◆ Task: Transcribe the data below verbatim from the line with "all edges coincide." to the line with "if !(value >= lo". Include both of those lines.

◆ Exercise materials:
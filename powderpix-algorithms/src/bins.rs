//! Bin edges and bin-centre axes.
//!
//! Edges are uniformly spaced in the binning space, which is the quantity
//! itself or its log10 for log-radial binning. Centres are reported in the
//! physical quantity.
#![allow(
    clippy::cast_possible_truncation,
    clippy::cast_precision_loss,
    clippy::cast_sign_loss
)]

use crate::arrays::CoordinateArray;
use ndarray::Array1;

/// Spacing of the bin edges.
#[derive(Debug, Clone, Copy, PartialEq, Eq, Default)]
pub enum Scale {
    /// Edges uniform in the quantity.
    #[default]
    Linear,
    /// Edges uniform in log10 of the quantity.
    Log10,
}

impl Scale {
    /// Maps a physical value into binning space.
    #[must_use]
    pub fn forward(self, value: f64) -> f64 {
        match self {
            Self::Linear => value,
            Self::Log10 => value.log10(),
        }
    }

    /// Maps a binning-space value back to the physical quantity.
    #[must_use]
    pub fn inverse(self, value: f64) -> f64 {
        match self {
            Self::Linear => value,
            Self::Log10 => 10f64.powf(value),
        }
    }
}

/// Uniform bin edges with their bin-centre axis.
#[derive(Debug, Clone, PartialEq)]
pub struct BinEdges {
    /// `n + 1` increasing edges in binning space.
    edges: Array1<f64>,
    /// `n` bin centres in the physical quantity.
    centres: Array1<f64>,
    scale: Scale,
}

impl BinEdges {
    /// Edges for a range whose bounds are the first and last bin *centres*.
    ///
    /// The edges extend half a bin beyond each bound, so the returned axis
    /// is exactly `linspace(min, max, n)`. A single bin spans `[min, max]`.
    #[must_use]
    pub fn from_centre_range(min: f64, max: f64, n_bins: usize, scale: Scale) -> Self {
        let n_bins = n_bins.max(1);
        let (lo, hi) = (scale.forward(min), scale.forward(max));
        if n_bins == 1 {
            return Self::from_edges(Array1::from(vec![lo, hi]), scale);
        }
        let half = (hi - lo) / (2.0 * (n_bins - 1) as f64);
        let edges = Array1::linspace(lo - half, hi + half, n_bins + 1);
        let centres = Array1::linspace(lo, hi, n_bins).mapv_into(|v| scale.inverse(v));
        Self {
            edges,
            centres,
            scale,
        }
    }

    /// Edges for a range whose bounds are the outer bin *edges*.
    #[must_use]
    pub fn from_edge_range(min: f64, max: f64, n_bins: usize, scale: Scale) -> Self {
        let edges = Array1::linspace(scale.forward(min), scale.forward(max), n_bins.max(1) + 1);
        Self::from_edges(edges, scale)
    }

    /// Edges spanning `[min, max]` already expressed in binning space.
    #[must_use]
    pub fn spanning(min: f64, max: f64, n_bins: usize, scale: Scale) -> Self {
        Self::from_edges(Array1::linspace(min, max, n_bins.max(1) + 1), scale)
    }

    fn from_edges(edges: Array1<f64>, scale: Scale) -> Self {
        let centres = edges
            .windows(2)
            .into_iter()
            .map(|pair| scale.inverse(0.5 * (pair[0] + pair[1])))
            .collect();
        Self {
            edges,
            centres,
            scale,
        }
    }

    /// Edges in binning space.
    #[must_use]
    pub fn edges(&self) -> &Array1<f64> {
        &self.edges
    }

    /// Bin centres in the physical quantity.
    #[must_use]
    pub fn centres(&self) -> &Array1<f64> {
        &self.centres
    }

    /// Edge spacing.
    #[must_use]
    pub fn scale(&self) -> Scale {
        self.scale
    }

    /// Number of bins.
    #[must_use]
    pub fn n_bins(&self) -> usize {
        self.centres.len()
    }

    /// First edge.
    #[must_use]
    pub fn lo(&self) -> f64 {
        self.edges[0]
    }

    /// Last edge.
    #[must_use]
    pub fn hi(&self) -> f64 {
        self.edges[self.edges.len() - 1]
    }

    /// Bin width in binning space.
    #[must_use]
    pub fn width(&self) -> f64 {
        (self.hi() - self.lo()) / self.n_bins() as f64
    }

    /// Returns true if all edges coincide.
    #[must_use]
    pub fn is_degenerate(&self) -> bool {
        !(self.hi() > self.lo())
    }

    /// Bin holding `value`, or `None` outside `[lo, hi]`.
    ///
    /// A value on an interior edge belongs to the bin above it; the last
    /// edge belongs to the last bin. Degenerate edges put every in-range
    /// value into bin 0.
    #[must_use]
    pub fn index_of(&self, value: f64) -> Option<usize> {
        let (lo, hi) = (self.lo(), self.hi());
        if !(value >= lo && value <= hi) {
            return None;
        }
        if self.is_degenerate() {
            return Some(0);
        }
        let position = ((value - lo) / self.width()).floor() as usize;
        Some(position.min(self.n_bins() - 1))
    }

    /// Calls `visit(bin, fraction)` for every bin overlapped by `[min, max]`.
    ///
    /// `fraction` is the share of the interval inside the bin, so fractions
    /// sum to one for an interval lying wholly within the edges and to the
    /// retained share for one that is clipped. A zero-width interval counts
    /// fully in the bin holding it. Degenerate edges give bin 0 everything.
    pub fn for_each_overlap(&self, min: f64, max: f64, mut visit: impl FnMut(usize, f64)) {
        let (lo, hi) = (self.lo(), self.hi());
        if !(max >= lo && min <= hi) {
            return;
        }
        if self.is_degenerate() {
            visit(0, 1.0);
            return;
        }
        let n = self.n_bins() as f64;
        let width = self.width();
        let start = (min - lo) / width;
        let end = (max - lo) / width;
        let extent = end - start;
        if !(extent > 0.0) {
            if extent == 0.0 {
                visit(start.floor().clamp(0.0, n - 1.0) as usize, 1.0);
            }
            return;
        }
        let clipped_start = start.max(0.0);
        let clipped_end = end.min(n);
        let first = clipped_start.floor() as usize;
        let last = (clipped_end.ceil() as usize).min(self.n_bins());
        for bin in first..last {
            let b = bin as f64;
            let overlap = clipped_end.min(b + 1.0) - clipped_start.max(b);
            if overlap > 0.0 {
                visit(bin, overlap / extent);
            }
        }
    }
}

/// Derives edges for one axis of an integration.
///
/// With an explicit physical `range`, `centred` selects whether the bounds
/// are bin centres (non-split integration) or outer edges (split
/// integration). Without one, the edges span the finite values of `coords`,
/// which are already in binning space.
#[must_use]
pub fn edges_for(
    coords: &CoordinateArray,
    range: Option<[f64; 2]>,
    n_bins: usize,
    scale: Scale,
    centred: bool,
) -> BinEdges {
    match range {
        Some([min, max]) if centred => BinEdges::from_centre_range(min, max, n_bins, scale),
        Some([min, max]) => BinEdges::from_edge_range(min, max, n_bins, scale),
        None => {
            let (min, max) = coords.finite_bounds().unwrap_or_else(|| {
                log::warn!("no finite coordinates to derive bin edges from");
                (0.0, 0.0)
            });
            if min == max {
                log::warn!("degenerate bin range [{min}, {max}]");
            }
            BinEdges::spanning(min, max, n_bins, scale)
        }
    }
}
//! I/O error types.

use thiserror::Error;

/// Result type for I/O operations.
pub type Result<T> = std::result::Result<T, Error>;

/// I/O error types.
#[derive(Error, Debug)]
pub enum Error {
    /// File I/O error.
    #[error("I/O error: {0}")]
    Io(#[from] std::io::Error),

    /// Malformed JSON.
    #[error("JSON error: {0}")]
    Json(#[from] serde_json::Error),

    /// Invalid file format.
    #[error("invalid file format: {0}")]
    InvalidFormat(String),

    /// Core library error.
    #[error("core error: {0}")]
    CoreError(#[from] powderpix_core::Error),
}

◆ Final answer:
    /// Returns true if all edges coincide.
    #[must_use]
    pub fn is_degenerate(&self) -> bool {
        !(self.hi() > self.lo())
    }

    /// Bin holding `value`, or `None` outside `[lo, hi]`.
    ///
    /// A value on an interior edge belongs to the bin above it; the last
    /// edge belongs to the last bin. Degenerate edges put every in-range
    /// value into bin 0.
    #[must_use]
    pub fn index_of(&self, value: f64) -> Option<usize> {
        let (lo, hi) = (self.lo(), self.hi());
        if !(value >= lo && value <= hi) {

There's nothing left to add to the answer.